Recordemos al inicio de esta serie de comentarios que se pueden establecer dos líneas o ramales en el desarrollo inicial del pitcheo de relevo. Desde 1925 hasta la II Guerra Mundial, la línea inicia con Three Finger Brown y Chief Bender a inicios de siglo y ese era el modelo dominante de entonces de un bullpen. En esta era no había, por así decirlo, ni relevistas puros pero tampoco abridores puros. Todo el mundo era “pitcher” que debía hacer ambas cosas, una especie de hibrido.

La afirmación anterior nos lleva a hacer una digresión necesaria en este momento porque asumimos que ustedes se estarán haciendo la siguiente pregunta ¿si no había realmente abridores ni relevistas sino pitchers, cómo entonces un manager planeaba su rotación?

Esa pregunta no tiene una respuesta definitiva. Ciertos elementos de una rotación similar a la de cuatro abridores podemos verlos alrededor de la última década del siglo XIX, pero ningún manager en el periodo de 1925 a 1945 utilizaba una rotación de cuatro pitchers como concebimos el término ahora. Eso era literalmente imposible. El calendario no lo permitía. En ese entonces los equipos tenían muchos más días libres por temas de viaje de una ciudad a otra de los que hay ahora, existían muchas dobles carteleras programadas y se suspendían por lluvia más juegos que en estos tiempos. Así de simple.

Por ejemplo, en 1943 los Medias Blancas de Chicago jugaron el 57% de sus partidos en dobles carteleras, ese es el record de todos los tiempos pero, para entonces cada club jugaba alrededor del 40% de su calendario de juegos en dobles tandas. Series de cinco partidos en un fin de semana, fruto de suspensiones por lluvia al inicio de la temporada, no eran nada fuera de lo común. Es imposible usar una rotación de cuatro lanzadores en una serie de siete juegos en cuatro días, eso es imposible.

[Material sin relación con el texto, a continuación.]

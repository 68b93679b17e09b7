/// Multi-turn conversations
///
/// Each user has at most one pending conversation, stored here as a
/// [`FlowState`] keyed by user id. A command starts a flow and returns the
/// first [`Prompt`]; every later answer is looked up by user id, checked
/// against the prompt it claims to answer, and moves the flow one step.
/// Prompts expire after the configured answer timeout. Expiry is checked
/// when the user next shows up, and [`ConversationManager::sweep_expired`]
/// clears the rest.

mod check_in;
mod new_journey;
pub mod state;

pub use state::FlowState;

use std::collections::HashMap;

use chrono::{DateTime, Duration, Utc};
use serde::Serialize;

use crate::clock::Clock;
use crate::config::Limits;
use crate::domain::{Entry, Journey, RankResolution, RankTable, UserId};
use crate::services::TrackerError;
use crate::storage::TrackerStorage;

/// Longest a prompt may stay open
pub const MAX_ANSWER_TIMEOUT_SECS: u64 = 7 * 24 * 3600;

/// Everything a flow step may read or write
pub struct FlowContext<'a, S: TrackerStorage> {
    pub storage: &'a S,
    pub ranks: &'a RankTable,
    pub limits: &'a Limits,
    pub clock: &'a dyn Clock,
}

/// A question waiting for the user
#[derive(Debug, Clone, PartialEq, Serialize)]
pub struct Prompt {
    /// Quote this when answering; older steps are rejected
    pub step: u64,
    /// The accepted answers, or `None` for free text
    pub choices: Option<Vec<String>>,
    pub expires_at: DateTime<Utc>,
}

/// Something a flow step persisted
#[derive(Debug, Clone, PartialEq, Serialize)]
#[serde(tag = "event", rename_all = "snake_case")]
pub enum FlowEvent {
    JourneyStarted { journey: Journey },
    RankAssigned { journey: Journey, current_rank: RankResolution, days: i64 },
    JourneyClosed { journey: Journey },
    /// Stored as private until the privacy choice arrives
    EntryCreated { entry: Entry },
    EntryFinalized { entry: Entry },
    Canceled,
}

/// What a flow step tells the user
#[derive(Debug, Clone, PartialEq, Serialize)]
pub struct FlowReply {
    pub message: String,
    #[serde(skip_serializing_if = "Option::is_none")]
    pub event: Option<FlowEvent>,
    /// Present while the conversation continues
    #[serde(skip_serializing_if = "Option::is_none")]
    pub prompt: Option<Prompt>,
}

/// A pending conversation
#[derive(Debug, Clone, PartialEq)]
pub struct Conversation {
    pub state: FlowState,
    pub step: u64,
    pub choices: Option<Vec<String>>,
    pub expires_at: DateTime<Utc>,
}

/// Result of one flow step
pub(crate) enum Step {
    /// Ask the next question
    Continue {
        state: FlowState,
        message: String,
        choices: Option<Vec<String>>,
        event: Option<FlowEvent>,
    },
    /// The flow is over
    Finish { message: String, event: Option<FlowEvent> },
}

/// Table of pending conversations
#[derive(Debug)]
pub struct ConversationManager {
    conversations: HashMap<UserId, Conversation>,
    timeout: Duration,
    last_step: u64,
}

impl ConversationManager {
    pub fn new(timeout: Duration) -> Self {
        Self {
            conversations: HashMap::new(),
            timeout,
            last_step: 0,
        }
    }

    pub fn from_limits(limits: &Limits) -> Self {
        let secs = limits.answer_timeout_secs.min(MAX_ANSWER_TIMEOUT_SECS) as i64;
        Self::new(Duration::seconds(secs))
    }

    pub fn pending(&self, user_id: UserId) -> Option<&Conversation> {
        self.conversations.get(&user_id)
    }

    pub fn len(&self) -> usize {
        self.conversations.len()
    }

    pub fn is_empty(&self) -> bool {
        self.conversations.is_empty()
    }

    /// Start the new-journey conversation
    pub fn start_new_journey<S: TrackerStorage>(
        &mut self,
        ctx: &FlowContext<'_, S>,
        user_id: UserId,
    ) -> Result<FlowReply, TrackerError> {
        self.ensure_idle(user_id, ctx.clock.now())?;
        let step = new_journey::begin(ctx, user_id)?;
        Ok(self.apply(user_id, step, ctx.clock.now()))
    }

    /// Start the daily check-in conversation
    pub fn start_check_in<S: TrackerStorage>(
        &mut self,
        ctx: &FlowContext<'_, S>,
        user_id: UserId,
    ) -> Result<FlowReply, TrackerError> {
        self.ensure_idle(user_id, ctx.clock.now())?;
        let step = check_in::begin(ctx, user_id)?;
        Ok(self.apply(user_id, step, ctx.clock.now()))
    }

    /// Feed the user's answer to their pending conversation
    ///
    /// A choice that is not on offer, a `step` that is not the pending
    /// one, or free text sent without a `step` is rejected and the question
    /// stays open. Any other failure ends the conversation.
    pub fn answer<S: TrackerStorage>(
        &mut self,
        ctx: &FlowContext<'_, S>,
        user_id: UserId,
        answer: &str,
        step: Option<u64>,
    ) -> Result<FlowReply, TrackerError> {
        let now = ctx.clock.now();
        let conversation = self.take_live(user_id, now)?;

        if let Some(step) = step {
            if step != conversation.step {
                let pending = conversation.step;
                self.conversations.insert(user_id, conversation);
                return Err(TrackerError::Conflict(format!(
                    "answer is for step {} but step {} is pending",
                    step, pending
                )));
            }
        }

        // Free text cannot be checked against the prompt, so a retry would land on the next one
        if step.is_none() && conversation.choices.is_none() {
            self.conversations.insert(user_id, conversation);
            return Err(TrackerError::Validation(
                "a free-text answer must quote the step of the prompt it answers".to_string(),
            ));
        }

        let answer = answer.trim();
        let choice = match &conversation.choices {
            Some(choices) => choices
                .iter()
                .find(|c| c.eq_ignore_ascii_case(answer))
                .cloned()
                .ok_or_else(|| format!("'{}' is not one of: {}", answer, choices.join(", "))),
            None => Ok(answer.to_string()),
        };
        let choice = match choice {
            Ok(choice) => choice,
            Err(message) => {
                self.conversations.insert(user_id, conversation);
                return Err(TrackerError::Validation(message));
            }
        };

        let outcome = match conversation.state.clone() {
            FlowState::AwaitingStreakDays => new_journey::streak_days(ctx, user_id, &choice),
            FlowState::AwaitingRankChoice { journey_id } => {
                new_journey::rank_choice(ctx, user_id, journey_id, &choice)
            }
            FlowState::AwaitingRelapseAnswer => check_in::relapse_answer(&choice),
            FlowState::AwaitingRelapseNote => check_in::relapse_note(ctx, user_id, &choice),
            FlowState::AwaitingNote => check_in::note(&choice),
            FlowState::AwaitingEntryText { note } => check_in::entry_text(ctx, user_id, note, &choice),
            FlowState::AwaitingPrivacyChoice { entry_id } => check_in::privacy_choice(ctx, entry_id, &choice),
        };

        match outcome {
            Ok(step) => Ok(self.apply(user_id, step, now)),
            Err(e) => {
                tracing::info!(
                    "Conversation for user {} ended in {}: {}",
                    user_id,
                    conversation.state.name(),
                    e
                );
                Err(e)
            }
        }
    }

    /// Drop the user's pending conversation
    ///
    /// Anything an earlier step already stored stays stored.
    pub fn cancel(&mut self, user_id: UserId, now: DateTime<Utc>) -> Result<FlowReply, TrackerError> {
        let conversation = self.take_live(user_id, now)?;
        tracing::info!("User {} canceled conversation in {}", user_id, conversation.state.name());

        Ok(FlowReply {
            message: TrackerError::Canceled.to_string(),
            event: Some(FlowEvent::Canceled),
            prompt: None,
        })
    }

    /// Remove every conversation whose deadline has passed
    pub fn sweep_expired(&mut self, now: DateTime<Utc>) -> Vec<UserId> {
        let expired: Vec<UserId> = self
            .conversations
            .iter()
            .filter(|(_, c)| now > c.expires_at)
            .map(|(user_id, _)| *user_id)
            .collect();

        for user_id in &expired {
            if let Some(conversation) = self.conversations.remove(user_id) {
                tracing::info!(
                    "Conversation for user {} timed out in {}",
                    user_id,
                    conversation.state.name()
                );
            }
        }
        expired
    }

    fn ensure_idle(&mut self, user_id: UserId, now: DateTime<Utc>) -> Result<(), TrackerError> {
        match self.take_live(user_id, now) {
            Ok(conversation) => {
                let state = conversation.state.name();
                self.conversations.insert(user_id, conversation);
                Err(TrackerError::Conflict(format!(
                    "another command is waiting for an answer ({}); answer or cancel it first",
                    state
                )))
            }
            Err(_) => Ok(()),
        }
    }

    /// Remove and return the user's conversation if it has not expired
    fn take_live(&mut self, user_id: UserId, now: DateTime<Utc>) -> Result<Conversation, TrackerError> {
        let conversation = self
            .conversations
            .remove(&user_id)
            .ok_or_else(|| TrackerError::NotFound("nothing is waiting for an answer".to_string()))?;

        if now > conversation.expires_at {
            tracing::info!(
                "Conversation for user {} timed out in {}",
                user_id,
                conversation.state.name()
            );
            return Err(TrackerError::Timeout);
        }
        Ok(conversation)
    }

    fn apply(&mut self, user_id: UserId, step: Step, now: DateTime<Utc>) -> FlowReply {
        match step {
            Step::Continue { state, message, choices, event } => {
                self.last_step += 1;
                let conversation = Conversation {
                    state,
                    step: self.last_step,
                    choices,
                    expires_at: now + self.timeout,
                };
                let prompt = Prompt {
                    step: conversation.step,
                    choices: conversation.choices.clone(),
                    expires_at: conversation.expires_at,
                };
                tracing::debug!("User {} now {} (step {})", user_id, conversation.state.name(), conversation.step);
                self.conversations.insert(user_id, conversation);

                FlowReply { message, event, prompt: Some(prompt) }
            }
            Step::Finish { message, event } => FlowReply { message, event, prompt: None },
        }
    }
}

En los tiempos de Lou Gehrig los historiadores afirman que el bullpen era compuesto por hombres como Mace Brown, Clint Brown, Jack Russell y otros pitchers hasta llegar a Johnny Murphy. Pero de acuerdo a Bill James ese no es el bullpen que representa esa era, tipos como esos eran anomalías. El bullpen de entonces era Dizzy Dean, Carl Hubbell y Lefty Grove. En 1934 Dizzy Dean ganó 30 juegos pero terminó segundo en salvamentos en la Liga Nacional visto en forma retroactiva, y el lider fue Hubbell que ganó 21, completó 25 – líder – y salvó ocho. Grove ganó 28 juegos en 1930 – primero de la liga – y también salvó nueve – líder de la liga. De hecho, entre 1927 y 1933 Grove ganó 20, 24, 20, 28, 31, 25 y 24 partidos salvando respectivamente nueve, tres, cuatro, nueve, cinco, siete y seis. Grove salvó 54 partidos en su carrera.

¿Qué pasaba entonces? Pues lo que hemos dicho antes, los managers de entonces no gustaban de la idea de poner en manos de lanzadores marginales sus ventajas y, los relevistas de entonces eran básicamente eso, lanzadores marginales.